EPO has been widely used as an anti-anemia agent in patients with end-stage renal disease since 1987 [18]. The introduction of EPO therapy markedly decreased the necessity of transfusion in patients with end-stage renal disease. DPO has a hyperglycosylated structure, giving it a longer elimination half-life and allowing for an extended dosing interval [19]. The most recently developed ESA, a third-generation drug known as epoetin β pegol or CERA, has a methoxy polyethylene glycol chain integrated via amide bonds between the N-terminal amino group of lysine using a succinimidyl butanoic acid linker [20]. CERA has the longest duration of action among all ESAs. Every ESA is widely used for patients undergoing dialysis, and the costs are included in a bundled dialysis treatment payment in Japan and the United States [21]. The use of ESAs among patients undergoing hemodialysis is summarized in Table 2 [22].
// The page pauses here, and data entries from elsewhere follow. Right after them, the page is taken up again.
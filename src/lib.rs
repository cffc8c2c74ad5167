//! viz-component: a graph layout and rendering engine behind a narrow,
//! handle-based boundary.
//!
//! Hosts build or parse graphs, lay them out with a reusable [`Context`] and
//! render them to text or bytes. Engine diagnostics reported during a call
//! come back as that call's [`VizError`].
//!
//! ```
//! use viz_component::{add_edge, create_context, create_graph, layout, render};
//!
//! let graph = create_graph("g", true, false);
//! add_edge(&graph, "A", "B");
//! let ctx = create_context();
//! layout(&ctx, &graph, "dot").unwrap();
//! let svg = render(&ctx, &graph, "svg").unwrap();
//! assert!(svg.contains("<title>A</title>"));
//! ```
//!
//! Modules:
//!   marshal      boundary string ⇄ engine string copies
//!   diagnostics  error channel and boundary lock
//!   resource     Graph / Context / Node / Edge handles
//!   api          boundary operations
//!   plugins      built-in plugin table
//!   config       engine switches and CLI render config
//!   engine       DOT reader, graph store, layouts, renderers

pub mod api;
pub mod config;
pub mod diagnostics;
pub mod engine;
pub mod error;
pub mod marshal;
pub mod plugins;
pub mod resource;

#[cfg(feature = "wasm")]
pub mod wasm;

pub use api::{
    add_edge, add_node, add_subgraph, create_context, create_graph, free_layout,
    get_graphviz_version, get_plugin_list, layout, read_one_graph, render, render_bytes,
    render_dot, render_dot_bytes, set_attribute, set_default_edge_attribute,
    set_default_graph_attribute, set_default_node_attribute, set_node_attribute, set_reduce,
    set_y_invert,
};
pub use config::RenderConfig;
pub use error::{VizError, VizResult};
pub use resource::{AttributeValue, Context, Edge, Graph, Node, Object, Ownership};

/// Parse `text`, lay it out and render it as configured, applying the
/// config's engine switches first.
pub fn render_with_config(text: &str, config: &RenderConfig) -> VizResult<Vec<u8>> {
    config.apply();
    let ctx = create_context();
    render_dot_bytes(&ctx, text, &config.engine, &config.format)
}
//! Core data types for fetch requests, outcomes, and errors.

use std::time::Duration;

use reqwest::Method;
use serde::{Deserialize, Serialize};
use serde_json::Value;

/// Retries after the first attempt when the caller does not say otherwise.
pub const DEFAULT_RETRIES: u32 = 3;

/// Per-attempt budget when the caller does not say otherwise.
pub const DEFAULT_TIMEOUT_MS: u64 = 5000;

/// Request configuration merged into every attempt.
#[derive(Debug, Clone)]
pub struct FetchOptions {
    pub method: Method,
    pub headers: Vec<(String, String)>,
    pub body: Option<String>,
}

impl Default for FetchOptions {
    fn default() -> Self {
        Self {
            method: Method::GET,
            headers: Vec::new(),
            body: None,
        }
    }
}

impl FetchOptions {
    /// Set the HTTP method.
    pub fn with_method(mut self, method: Method) -> Self {
        self.method = method;
        self
    }

    /// Append a header. Repeated names are sent repeatedly.
    pub fn with_header(mut self, name: &str, value: &str) -> Self {
        self.headers.push((name.to_string(), value.to_string()));
        self
    }

    /// Set a raw request body.
    pub fn with_body(mut self, body: impl Into<String>) -> Self {
        self.body = Some(body.into());
        self
    }

    /// Set a JSON body and the matching content type.
    pub fn with_json(self, value: &Value) -> Self {
        self.with_header("content-type", "application/json")
            .with_body(value.to_string())
    }
}

/// One logical fetch: the URL, its options, and the retry/timeout bounds.
///
/// The request is never mutated between attempts; the retry loop keeps its
/// own countdown.
#[derive(Debug, Clone)]
pub struct FetchRequest {
    pub url: String,
    pub options: FetchOptions,
    pub retries: u32,
    pub timeout: Duration,
}

impl FetchRequest {
    /// Create a request with default options, retries and timeout.
    pub fn new(url: &str) -> Self {
        Self {
            url: url.to_string(),
            options: FetchOptions::default(),
            retries: DEFAULT_RETRIES,
            timeout: Duration::from_millis(DEFAULT_TIMEOUT_MS),
        }
    }

    pub fn with_options(mut self, options: FetchOptions) -> Self {
        self.options = options;
        self
    }

    pub fn with_retries(mut self, retries: u32) -> Self {
        self.retries = retries;
        self
    }

    /// Set the per-attempt timeout. Zero is bumped to one millisecond.
    pub fn with_timeout(mut self, timeout: Duration) -> Self {
        self.timeout = timeout.max(Duration::from_millis(1));
        self
    }

    /// Total attempts this request may make.
    pub fn max_attempts(&self) -> u32 {
        self.retries.saturating_add(1)
    }
}

/// Result of a fetch: parsed content, or the absence value once every
/// attempt has failed.
#[derive(Debug, Clone, PartialEq)]
pub enum FetchOutcome {
    Parsed(Value),
    Absent,
}

impl FetchOutcome {
    pub fn is_parsed(&self) -> bool {
        matches!(self, FetchOutcome::Parsed(_))
    }

    pub fn is_absent(&self) -> bool {
        matches!(self, FetchOutcome::Absent)
    }

    pub fn as_value(&self) -> Option<&Value> {
        match self {
            FetchOutcome::Parsed(v) => Some(v),
            FetchOutcome::Absent => None,
        }
    }

    pub fn into_option(self) -> Option<Value> {
        match self {
            FetchOutcome::Parsed(v) => Some(v),
            FetchOutcome::Absent => None,
        }
    }
}

impl From<Option<Value>> for FetchOutcome {
    fn from(value: Option<Value>) -> Self {
        value.map_or(FetchOutcome::Absent, FetchOutcome::Parsed)
    }
}

/// What happened across all attempts of one fetch.
#[derive(Debug, Clone)]
pub struct FetchReport {
    pub outcome: FetchOutcome,
    /// Attempts actually issued. Zero when the URL was rejected up front.
    pub attempts: u32,
    pub elapsed: Duration,
    /// Failure of the last failed attempt, if any attempt failed.
    pub last_error: Option<AttemptError>,
}

/// Why a single attempt failed. Every variant is retried.
#[derive(thiserror::Error, Debug, Clone, PartialEq)]
pub enum AttemptError {
    #[error("network error: {0}")]
    Network(String),

    #[error("timed out after {}ms", .0.as_millis())]
    Timeout(Duration),

    #[error("unsuccessful status: {0}")]
    Status(u16),

    #[error("malformed body: {0}")]
    Parse(String),
}

impl AttemptError {
    pub fn is_timeout(&self) -> bool {
        matches!(self, AttemptError::Timeout(_))
    }
}

impl From<reqwest::Error> for AttemptError {
    fn from(e: reqwest::Error) -> Self {
        AttemptError::Network(e.to_string())
    }
}

/// Errors from the fallible page helpers.
#[derive(thiserror::Error, Debug)]
pub enum OptimizerError {
    #[error("Invalid selector: {0}")]
    InvalidSelector(String),

    #[error("IO error: {0}")]
    Io(#[from] std::io::Error),
}

pub type OptimizerResult<T> = Result<T, OptimizerError>;

/// Tag of a lazily loaded media element.
#[derive(Debug, Clone, Copy, PartialEq, Eq, Serialize, Deserialize)]
#[serde(rename_all = "lowercase")]
pub enum MediaTag {
    Img,
    Iframe,
}

impl MediaTag {
    pub fn from_name(name: &str) -> Option<Self> {
        match name.to_ascii_lowercase().as_str() {
            "img" => Some(MediaTag::Img),
            "iframe" => Some(MediaTag::Iframe),
            _ => None,
        }
    }
}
Table 2 Use of erythropoiesis-stimulating agents among patients undergoing hemodialysis

Switching ESAs from EPO to DPO can resolve transfusion dependency in patients with MDS, as in the present case. In a comparison of the CERA dose before and after switching to DPO, the CERA-equivalent dose of EPO (250 μg of CERA = 52,000 IU of EPO) was lower than the DPO-equivalent dose of EPO (240 μg of DPO = 60,000 IU of EPO) [22]. With respect to the mechanism of action of ESAs, there are some differences between EPO and DPO. For example, although DPO exhibits the same mechanism of action as EPO [23], DPO has a threefold longer circulating half-life and is more potent in vivo than EPO [24]. This longer circulating half-life provides the benefit of DPO via preventing apoptosis and sustaining erythroid differentiation of erythroid precursors [25,26,27] as well as inducing globin gene expression and specifically promoting late erythroid differentiation in cooperation with GATA-1 [28]. Similar differences may also exist between DPO and CERA because CERA has a considerably longer half-life (139 h) than DPO (21 h) [29]. Because these differences do not depend on hemodialysis, switching ESAs from EPO to DPO can be expected to be effective in patients who are not undergoing hemodialysis.

Although switching to DPO from CERA has been reported in a case of pure red cell aplasia in a hemodialysis patient [30], switching to CERA from DPO has not been documented. However, the possibility of switching to CERA, which is associated with a very low rate of adverse events [31], can be considered among patients who develop a loss of response to DPO. This is a unique aspect of this case compared with previous reports in the literature. Although DPO is the first-choice supportive therapy in patients with MDS [32], we consider CERA to be the second-choice therapy before lenalidomide. Several studies have shown overall response rates ranging from 25 to 35% with an expected duration of response of 12 to 18 months [33,34,35]. The combination of lenalidomide and EPO significantly improves the erythroid response over lenalidomide alone in patients with lower-risk non-del5q MDS with ESA-resistant anemia [36]. In one study, however, grade 3/4 adverse events such as neutropenia (30%) and thrombocytopenia (25%) were common among patients using lenalidomide [37].

Conclusions

In patients with low-risk MDS who have stopped responding to DPO for anemia, switching to CERA might help to avoid transfusion; however, the accumulation of more experience and knowledge of the use of CERA in patients with MDS is necessary. We hope that physicians who read this report will consider CERA as an alternative treatment option for anemia caused by MDS and that they will report case series involving CERA as the second option for treatment of MDS-induced anemia.